Tribunal Administratif de Nice — Décision N° TA06-2407204

mardi 4 février 2025

JuridictionTribunal Administratif de Nice
SectionTribunal Administratif de Nice
N° DossierTA06-2407204
TypeDécision
RecoursExcès de pouvoir
PublicationD
Avocat requérantOLOUMI AVOCATS ASSOCIES

Résumé IA

Le Tribunal administratif de Nice, saisi sur le fondement de l'article L. 911-4 du code de justice administrative, a constaté que le préfet des Alpes-Maritimes n'avait pas exécuté une précédente ordonnance de référé du 26 novembre 2024, qui enjoignait la délivrance d'un récépissé de demande de titre de séjour autorisant le requérant à travailler. Le récépissé délivré ne permettant pas l'exercice d'une activité professionnelle, le juge a prononcé une astreinte de 200 euros par jour de retard à l'encontre du préfet, à défaut d'exécution dans un délai de huit jours. L'État a également été condamné à verser 900 euros au requérant au titre des frais de justice.

Texte intégral

Vu la procédure suivante :

Par une ordonnance n°2405576 du 26 novembre 2024, le juge des référés du tribunal administratif de Nice, statuant sur le fondement de l'article L.521-3 du code de justice administrative, a notamment enjoint au préfet des Alpes-Maritimes de délivrer à M. A B, dans le délai de huit jours suivant la notification de l'ordonnance, un récépissé de demande de titre de séjour l'autorisant à travailler.

Par une requête et des mémoires complémentaires enregistrés les 4, 9 et 20 décembre 2024 et 3 et 4 février 2025, M. A B, représenté par Me Della Monaca, demande au tribunal, en application des dispositions de l'article L.911-4 du code de justice administrative :

1°) d'enjoindre au préfet des Alpes-Maritimes de procéder à l'exécution de l'ordonnance n°2405576 du 26 novembre 2024, dans un délai de sept jours à compter de la notification de l'ordonnance à intervenir et sous astreinte de 100 euros par jour de retard ;

2°) de mettre à la charge de l'Etat une somme de 1 000 euros au titre de l'article L. 761-1 du code de justice administrative.

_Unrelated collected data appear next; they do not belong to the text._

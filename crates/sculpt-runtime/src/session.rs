//! Pipeline session - explicit context for one object
//!
//! Owns every component for a single capture-to-export lifecycle:
//! 1. Capture a full revolution
//! 2. Reconstruct the initial model
//! 3. Apply edits
//! 4. Render or export any version
//!
//! Sessions share no mutable state; the registry lease keeps one session
//! per object.

use std::fmt;
use std::path::{Path, PathBuf};
use std::sync::Arc;

use tracing::{debug, error, info, warn};

use sculpt_capture::{CaptureDevice, CaptureProgress, CaptureSession, CaptureState, FrameArchive};
use sculpt_core::{CancelToken, CaptureSet, ObjectId, SculptError, SculptResult, SessionId, Version};
use sculpt_edit::{EditEngine, EditOutcome, Transcriber};
use sculpt_oracle::{Oracle, ReconstructionClient};
use sculpt_script::{Script, ScriptEmitter};
use sculpt_state::{ModelStore, Snapshot};

use crate::{PipelineConfig, SessionLease};

/// Where a session is in the pipeline
#[derive(Debug, Clone, Copy, PartialEq, Eq)]
pub enum PipelineState {
    /// Nothing captured yet, or the last revolution failed
    Idle,
    /// A revolution is under way
    Capturing,
    /// A complete set is waiting for reconstruction
    Captured,
    /// The store holds at least version 0
    Modeled,
}

impl fmt::Display for PipelineState {
    fn fmt(&self, f: &mut fmt::Formatter<'_>) -> fmt::Result {
        let s = match self {
            PipelineState::Idle => "idle",
            PipelineState::Capturing => "capturing",
            PipelineState::Captured => "captured",
            PipelineState::Modeled => "modeled",
        };
        f.write_str(s)
    }
}

/// Session counters
#[derive(Clone, Debug, Default, PartialEq, Eq)]
pub struct SessionStats {
    pub frames_captured: u64,
    pub capture_failures: u64,
    pub reconstructions: u64,
    pub reconstruction_failures: u64,
    pub edits_applied: u64,
    pub edits_noop: u64,
    pub edits_failed: u64,
    pub exports: u64,
}

/// Files written by [`Session::export`]
#[derive(Clone, Debug, PartialEq, Eq)]
pub struct ExportPaths {
    pub script: PathBuf,
    pub history: PathBuf,
}

/// One object's pipeline context
pub struct Session<D: CaptureDevice> {
    lease: SessionLease,
    capture: CaptureSession<D>,
    capture_set: Option<CaptureSet>,
    store: Arc<ModelStore>,
    client: Arc<ReconstructionClient>,
    editor: EditEngine,
    emitter: ScriptEmitter,
    archive: Option<FrameArchive>,
    output_dir: Option<PathBuf>,
    angle_count: u32,
    stats: SessionStats,
}

impl<D: CaptureDevice> Session<D> {
    pub fn new(lease: SessionLease, device: D, oracle: Arc<dyn Oracle>, config: &PipelineConfig) -> Self {
        let store = Arc::new(ModelStore::new());
        let client = Arc::new(ReconstructionClient::with_config(oracle, config.oracle_config()));
        let editor = EditEngine::with_config(Arc::clone(&store), Arc::clone(&client), config.edit_config());

        info!(session = %lease.session_id(), object = %lease.object_id(), "session opened");
        Session {
            capture: CaptureSession::with_config(device, config.capture_config()),
            capture_set: None,
            store,
            client,
            editor,
            emitter: ScriptEmitter::new(config.emitter_config()),
            archive: config.capture.archive_dir.clone().map(FrameArchive::new),
            output_dir: config.output_dir.clone(),
            angle_count: config.angle_count(),
            stats: SessionStats::default(),
            lease,
        }
    }

    pub fn id(&self) -> SessionId {
        self.lease.session_id()
    }

    pub fn object_id(&self) -> ObjectId {
        self.lease.object_id()
    }

    pub fn state(&self) -> PipelineState {
        if !self.store.is_empty() {
            PipelineState::Modeled
        } else if self.capture_set.is_some() {
            PipelineState::Captured
        } else {
            match self.capture.state() {
                CaptureState::Capturing(_) | CaptureState::Verifying(_) => PipelineState::Capturing,
                _ => PipelineState::Idle,
            }
        }
    }

    pub fn capture_state(&self) -> CaptureState {
        self.capture.state()
    }

    /// Complete set awaiting reconstruction
    pub fn capture_set(&self) -> Option<&CaptureSet> {
        self.capture_set.as_ref()
    }

    pub fn store(&self) -> &Arc<ModelStore> {
        &self.store
    }

    pub fn head(&self) -> Option<Arc<Snapshot>> {
        self.store.head()
    }

    pub fn stats(&self) -> &SessionStats {
        &self.stats
    }

    pub fn device(&self) -> &D {
        self.capture.device()
    }

    pub fn on_capture_progress(&mut self, callback: impl FnMut(CaptureProgress) + Send + 'static) {
        self.capture.on_progress(callback);
    }

    /// Start a revolution; `None` uses the configured angle count.
    /// Any set still waiting for reconstruction is discarded.
    pub fn begin_capture(&mut self, angle_count: Option<u32>) -> SculptResult<()> {
        if !self.store.is_empty() {
            return Err(SculptError::AlreadyInitialized);
        }
        self.capture.begin(angle_count.unwrap_or(self.angle_count))?;
        if self.capture_set.take().is_some() {
            debug!(session = %self.id(), "pending capture set replaced");
        }
        Ok(())
    }

    pub async fn capture_next(&mut self, cancel: &CancelToken) -> SculptResult<CaptureProgress> {
        let result = self.capture.capture_next(cancel).await;
        match &result {
            Ok(_) => self.stats.frames_captured += 1,
            Err(e) if e.is_fatal() => self.stats.capture_failures += 1,
            Err(_) => {}
        }
        let progress = result?;
        if self.capture.state() == CaptureState::Complete {
            self.collect_capture_set().await?;
        }
        Ok(progress)
    }

    pub async fn capture_all(&mut self, cancel: &CancelToken) -> SculptResult<()> {
        while matches!(self.capture.state(), CaptureState::Capturing(_)) {
            self.capture_next(cancel).await?;
        }
        if self.capture_set.is_none() {
            return Err(SculptError::InvalidState {
                expected: "complete capture",
                actual: self.capture.state().to_string(),
            });
        }
        Ok(())
    }

    async fn collect_capture_set(&mut self) -> SculptResult<()> {
        let set = self.capture.take_capture_set()?;
        info!(session = %self.id(), frames = set.len(), "capture set complete");
        self.capture_set = Some(set);

        // Archive copies are best-effort; the set stays pending either way
        if let (Some(archive), Some(set)) = (&self.archive, &self.capture_set) {
            if let Err(e) = archive.write_set(set).await {
                warn!(session = %self.id(), dir = %archive.dir().display(), error = %e, "frame archive failed");
            }
        }
        Ok(())
    }

    /// Submit the pending capture set and store the result as version 0.
    ///
    /// The set is kept on failure so the call can be repeated.
    pub async fn reconstruct(&mut self, cancel: &CancelToken) -> SculptResult<Arc<Snapshot>> {
        if !self.store.is_empty() {
            return Err(SculptError::AlreadyInitialized);
        }
        let set = self.capture_set.as_ref().ok_or_else(|| SculptError::InvalidState {
            expected: "captured",
            actual: PipelineState::Idle.to_string(),
        })?;

        let scene = match self.client.submit(set, cancel).await {
            Ok(scene) => scene,
            Err(e) => {
                if e.is_fatal() {
                    self.stats.reconstruction_failures += 1;
                    error!(session = %self.id(), error = %e, "reconstruction failed");
                }
                return Err(e);
            }
        };

        let snapshot = self.store.append_initial(scene)?;
        self.capture_set = None;
        self.stats.reconstructions += 1;
        Ok(snapshot)
    }

    /// Apply a text instruction to the head
    pub async fn edit(&mut self, text: &str, cancel: &CancelToken) -> SculptResult<EditOutcome> {
        let result = match self.editor.command_for_head(text) {
            Ok(command) => self.editor.apply_command(&command, cancel).await,
            Err(e) => Err(e),
        };
        self.record_edit(result)
    }

    /// Transcribe and apply a spoken instruction
    pub async fn edit_voice(
        &mut self,
        transcriber: &dyn Transcriber,
        audio: &[u8],
        cancel: &CancelToken,
    ) -> SculptResult<EditOutcome> {
        let result = self.editor.apply_voice(transcriber, audio, cancel).await;
        self.record_edit(result)
    }

    fn record_edit(&mut self, result: SculptResult<EditOutcome>) -> SculptResult<EditOutcome> {
        match &result {
            Ok(EditOutcome::Applied(_)) => self.stats.edits_applied += 1,
            Ok(EditOutcome::NoOp(_)) => self.stats.edits_noop += 1,
            Err(SculptError::Cancelled) => {}
            Err(e) => {
                self.stats.edits_failed += 1;
                warn!(session = %self.id(), error = %e, "edit not applied");
            }
        }
        result
    }

    fn snapshot(&self, version: Option<Version>) -> SculptResult<Arc<Snapshot>> {
        match version {
            Some(v) => self.store.get(v),
            None => self.store.head().ok_or(SculptError::InvalidState {
                expected: "modeled",
                actual: self.state().to_string(),
            }),
        }
    }

    /// Render a version, or the head when `None`
    pub fn render(&self, version: Option<Version>) -> SculptResult<Script> {
        let snapshot = self.snapshot(version)?;
        self.emitter.render(&snapshot)
    }

    /// Write the rendered script and the full history to the output directory
    pub async fn export(&mut self, version: Option<Version>) -> SculptResult<ExportPaths> {
        let dir = self
            .output_dir
            .clone()
            .ok_or_else(|| SculptError::Config("no output_dir configured".to_string()))?;
        let paths = self.export_to(&dir, version).await?;
        self.stats.exports += 1;
        Ok(paths)
    }

    pub async fn export_to(&self, dir: &Path, version: Option<Version>) -> SculptResult<ExportPaths> {
        let snapshot = self.snapshot(version)?;
        let script = self.emitter.render(&snapshot)?;

        tokio::fs::create_dir_all(dir).await?;
        let script_path = dir.join(format!("model_v{}.{}", snapshot.version().0, script.extension()));
        tokio::fs::write(&script_path, script.text.as_bytes()).await?;

        let history_path = dir.join("history.json");
        self.store.save_json(&history_path).await?;

        info!(
            session = %self.id(),
            version = %snapshot.version(),
            script = %script_path.display(),
            skipped = script.skipped.len(),
            "model exported"
        );
        Ok(ExportPaths {
            script: script_path,
            history: history_path,
        })
    }

    /// Close the session and release the object
    pub fn discard(self) -> SessionStats {
        info!(
            session = %self.id(),
            object = %self.object_id(),
            versions = self.store.len(),
            "session discarded"
        );
        self.stats
    }
}

impl<D: CaptureDevice> fmt::Debug for Session<D> {
    fn fmt(&self, f: &mut fmt::Formatter<'_>) -> fmt::Result {
        f.debug_struct("Session")
            .field("id", &self.id())
            .field("object", &self.object_id())
            .field("state", &self.state())
            .field("capture", &self.capture.state())
            .field("head", &self.store.head_version())
            .finish()
    }
}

Il soutient que le récépissé délivré par le préfet des Alpes-Maritimes, valable jusqu'au 5 mars 2025, ne lui permet pas de travailler.

Par une ordonnance du 9 janvier 2025, la présidente du tribunal a décidé l'ouverture d'une procédure juridictionnelle, en application des articles L. 911-4 et R. 921-6 du code de justice administrative.

Vu :

- l'ordonnance n°2405576 du 26 novembre 2024 ;

- les pièces, enregistrées le 26 novembre 2024 et le 4 février 2025, produites par le préfet des Alpes-Maritimes ;

- les autres pièces du dossier.

Vu le code de justice administrative.

Vu la décision par laquelle la présidente du tribunal a désigné M. Taormina, vice-président, pour statuer sur les demandes de référé.

Considérant ce qui suit :

Sur les conclusions présentées sur le fondement des dispositions de l'article L. 911-4 du code de justice administrative :

1. Il résulte de l'instruction, que si M. B a été mis en possession d'un récépissé de demande de titre de séjour valable du 6 septembre 2024 au 5 mars 2025, celui-ci ne lui permet pas de travailler. Dès lors, il y a lieu de considérer que le préfet des Alpes-Maritimes n'a pas, en l'état du dossier, exécuté l'ordonnance n°2405576 du 26 novembre 2024. Dès lors, il y a lieu de prononcer à l'encontre du préfet des Alpes-Maritimes, à défaut pour ce dernier de justifier de l'exécution de ladite ordonnance dans un délai de huit jours à compter de la notification de la présente ordonnance, une astreinte de 200 euros par jour de retard passé ce délai, jusqu'à la date à laquelle l'ordonnance n°2405576 du 26 novembre 2024 aura reçu exécution.

Sur les frais liés au litige :

2. Dans les circonstances de l'espèce, il y a lieu de mettre à la charge de l'Etat, au profit de M. B, une somme de 900 euros, en application des dispositions de l'article L.761-1 du code de justice administrative.

D E C I D E :

Article 1er : Une astreinte est prononcée à l'encontre du préfet des Alpes-Maritimes, s'il ne justifie pas avoir, dans les huit jours suivant la notification de la présente ordonnance, exécuté l'ordonnance n°2405576 rendue le 26 novembre 2024 par le juge des référés du tribunal administratif de Nice et jusqu'à la date de cette exécution. Le taux de cette astreinte est fixé à 200 euros par jour, à compter de l'expiration dudit délai.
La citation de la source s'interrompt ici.